Another large aspect of the IGM job is coaching, teaching, and training. You want to train somebody to be good enough to train someone else, and that includes training both the incoming GM as well as other staff. I’ve discovered that most people are eager and hungry to learn all they can. Additionally, an interim GM may also see the need to make operational changes, such as changing some of the store sets, altering the store product mix if necessary, locating new vendors, amending policy manuals, revising store benefits, etc.
Why is the interim GM program so useful for stores?
I think it is beneficial for the board to bring in an IGM, because it allows the board to concentrate on hiring a new general manager rather than worrying about the store. Also, while the IGM is there they can help get the store in better shape for a new general manager and correct any problems that might exist. They can make some improvements in the process. They can help train some staff. They can help hire some people.
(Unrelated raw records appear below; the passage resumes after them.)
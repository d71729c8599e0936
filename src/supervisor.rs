//! # Insurance Supervisor
//!
//! The failover state machine embedded in every [`crate::distributed::DistributedBucket`].
//! Tracks whether the shared store is healthy and decides whether routed
//! operations should go to the atomic program or fall back to the
//! in-process insurance bucket.
//!
//! Only the atomic-program path drives automatic transitions; probes like
//! `health_check` must call neither [`InsuranceSupervisor::record_failure`]
//! nor [`InsuranceSupervisor::record_success`].

use crate::events::{Event, EventBus};
use std::time::{SystemTime, UNIX_EPOCH};

/// Failover state of a [`crate::distributed::DistributedBucket`].
#[derive(Debug, Clone, Copy, PartialEq, Eq, serde::Serialize)]
#[serde(rename_all = "lowercase")]
pub enum State {
    Healthy,
    Degraded,
}

/// Default insurance capacity: `max(1, floor(capacity * 0.1))`.
pub fn default_insurance_capacity(capacity: f64) -> f64 {
    (capacity * 0.1).floor().max(1.0)
}

/// Default insurance refill rate: `max(0.1, refill_rate * 0.1)`.
pub fn default_insurance_refill_rate(refill_rate: f64) -> f64 {
    (refill_rate * 0.1).max(0.1)
}

/// The C4 failover state machine. Owns no I/O; callers tell it about store
/// outcomes and it decides when to flip `active` and what event to emit.
#[derive(Debug)]
pub struct InsuranceSupervisor {
    active: bool,
    consecutive_failures: u64,
    total_failures: u64,
    last_store_success_at: Option<u64>,
    insurance_capacity: f64,
    insurance_refill_rate: f64,
}

impl InsuranceSupervisor {
    pub fn new(insurance_capacity: f64, insurance_refill_rate: f64) -> Self {
        Self {
            active: false,
            consecutive_failures: 0,
            total_failures: 0,
            last_store_success_at: None,
            insurance_capacity,
            insurance_refill_rate,
        }
    }

    pub fn is_active(&self) -> bool {
        self.active
    }

    pub fn consecutive_failures(&self) -> u64 {
        self.consecutive_failures
    }

    pub fn state(&self) -> State {
        if self.active {
            State::Degraded
        } else {
            State::Healthy
        }
    }

    pub fn insurance_capacity(&self) -> f64 {
        self.insurance_capacity
    }

    pub fn insurance_refill_rate(&self) -> f64 {
        self.insurance_refill_rate
    }

    /// Called after a routed store operation fails. Publishes exactly one
    /// `insurance-on` event the first time this happens in a given outage
    /// (Healthy -> Degraded); subsequent failures while already Degraded
    /// just bump the counter.
    pub fn record_failure(&mut self, error: &str, bus: &EventBus) {
        self.consecutive_failures += 1;
        self.total_failures += 1;
        if !self.active {
            self.active = true;
            bus.publish(Event::InsuranceOn {
                reason: "store-error".to_string(),
                failure_count: self.consecutive_failures,
                insurance_capacity: self.insurance_capacity,
                insurance_refill_rate: self.insurance_refill_rate,
                timestamp: now_ms(),
            });
            let _ = error; // carried by the caller's own `store-error` event, not here
        }
    }

    /// Called after a routed store operation succeeds. If this recovers
    /// from Degraded, publishes exactly one `insurance-off` and resets the
    /// embedded insurance bucket (caller's responsibility — see
    /// `reset_on_recovery`). A no-op while already Healthy.
    ///
    /// Returns `true` iff this call transitioned Degraded -> Healthy, so
    /// the caller knows whether to reset its embedded `LocalBucket`.
    pub fn record_success(&mut self, bus: &EventBus) -> bool {
        self.last_store_success_at = Some(now_ms());
        if self.active {
            self.active = false;
            let total = self.consecutive_failures;
            self.consecutive_failures = 0;
            bus.publish(Event::InsuranceOff {
                reason: "store-recovered".to_string(),
                total_failures: total,
                timestamp: now_ms(),
            });
            true
        } else {
            false
        }
    }

    /// Manual override: force insurance on. Emits `insurance-on{reason:"manual"}`
    /// even if already active is a no-op for the event (only fires on an
    /// actual transition) to keep the single-emission rule.
    pub fn force_active(&mut self, bus: &EventBus) {
        if !self.active {
            self.active = true;
            self.consecutive_failures = self.consecutive_failures.max(1);
            bus.publish(Event::InsuranceOn {
                reason: "manual".to_string(),
                failure_count: self.consecutive_failures,
                insurance_capacity: self.insurance_capacity,
                insurance_refill_rate: self.insurance_refill_rate,
                timestamp: now_ms(),
            });
        }
    }

    /// Manual override: force insurance off. Returns `true` iff this was a
    /// real transition (so the caller knows to reset the insurance bucket).
    pub fn force_inactive(&mut self, bus: &EventBus) -> bool {
        if self.active {
            self.active = false;
            let total = self.consecutive_failures;
            self.consecutive_failures = 0;
            bus.publish(Event::InsuranceOff {
                reason: "manual".to_string(),
                total_failures: total,
                timestamp: now_ms(),
            });
            true
        } else {
            false
        }
    }
}

fn now_ms() -> u64 {
    SystemTime::now()
        .duration_since(UNIX_EPOCH)
        .unwrap_or_default()
        .as_millis() as u64
}

#[cfg(test)]
mod tests {
    use super::*;

    #[test]
    fn default_insurance_sizing() {
        assert_eq!(default_insurance_capacity(100.0), 10.0);
        assert_eq!(default_insurance_capacity(5.0), 1.0);
        assert_eq!(default_insurance_capacity(0.0), 1.0);
        assert_eq!(default_insurance_refill_rate(10.0), 1.0);
        assert_eq!(default_insurance_refill_rate(0.01), 0.1);
    }

    #[test]
    fn first_failure_activates_and_emits_once() {
        let bus = EventBus::new();
        let mut sup = InsuranceSupervisor::new(10.0, 1.0);
        sup.record_failure("timeout", &bus);
        assert!(sup.is_active());
        assert_eq!(sup.consecutive_failures(), 1);
        sup.record_failure("timeout", &bus);
        assert_eq!(sup.consecutive_failures(), 2);
    }

    #[test]
    fn success_recovers_and_resets_counters() {
        let bus = EventBus::new();
        let mut sup = InsuranceSupervisor::new(10.0, 1.0);
        sup.record_failure("timeout", &bus);
        sup.record_failure("timeout", &bus);
        let transitioned = sup.record_success(&bus);
        assert!(transitioned);
        assert!(!sup.is_active());
        assert_eq!(sup.consecutive_failures(), 0);
    }

    #[test]
    fn success_while_healthy_is_a_noop_transition() {
        let bus = EventBus::new();
        let mut sup = InsuranceSupervisor::new(10.0, 1.0);
        assert!(!sup.record_success(&bus));
    }

    #[test]
    fn manual_override_round_trip() {
        let bus = EventBus::new();
        let mut sup = InsuranceSupervisor::new(10.0, 1.0);
        sup.force_active(&bus);
        assert!(sup.is_active());
        assert!(sup.force_inactive(&bus));
        assert!(!sup.is_active());
    }
}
The board can forget about all that while they concentrate on looking for a new general manager.
What are the benefits of having an interim GM?
In our line of work, you never know what might pop up. When a board calls me or another Columinate consultant into a store, they will tell us what they think are the operational issues. You hear things like, “Well, it’s not that bad.” And to be honest, it’s never like you hear—it’s always worse. But once one of the IGM’s is there and on the floor, we can fix it quickly.
When I am hired to manage a store, I’m in the store every day until I leave. The staff knows that somebody is going to be in the store who can make all these decisions. They know that if a hard decision has to be made, they won’t have to be the one to take that on. They have someone there to support them.
What keeps stores from bringing in a professional interim general manager?
I believe a lot of boards look at the price tag, and they aren’t sure it is worth the investment to bring in an IGM. And if I was on the board, I would look at that too. I understand that completely. But the way I’ll look at it, when I go into a store, my first goal is to make significant enough improvements—either on labor savings, increased sales, or in purchasing savings—to pay for my IGM salary. I always find that it’s easy to do.
I’ve been an interim general manager at 22 stores in 12 states in the past 10 years, and nearly every board I’ve worked with has told me that they didn’t know what good management was until I arrived as interim general manager. My whole job is to do everything I can to make a store succeed.
To understand why the board felt now was the right time to bring in a professional interim general manager, we spoke to Jess Mazure, board chair at Good Tern Natural Foods Co-op.
Why did you bring in an IGM, and why was Garland the right choice?
After many years of turn-over in the general manager role, the Good Tern board of directors recognized the need to try a different approach after the resignation of our co-managers during the pandemic. Garland McQueen was able to be onsite within weeks of us reaching out to Columinate. Garland quickly took stock of the operations to understand the most urgent business needs. He was in the store seven days a week if that’s what the business needed. Having Garland in place gave the board time to search for the right permanent GM.”
Following the conclusion of Garland’s IGM contract with Good Tern, the co-op hired a permanent general manager, with whom Garland stays in contact. Garland has moved on to his next contract and is currently serving as interim general manager at Three Rivers Market in Knoxville, Tennessee.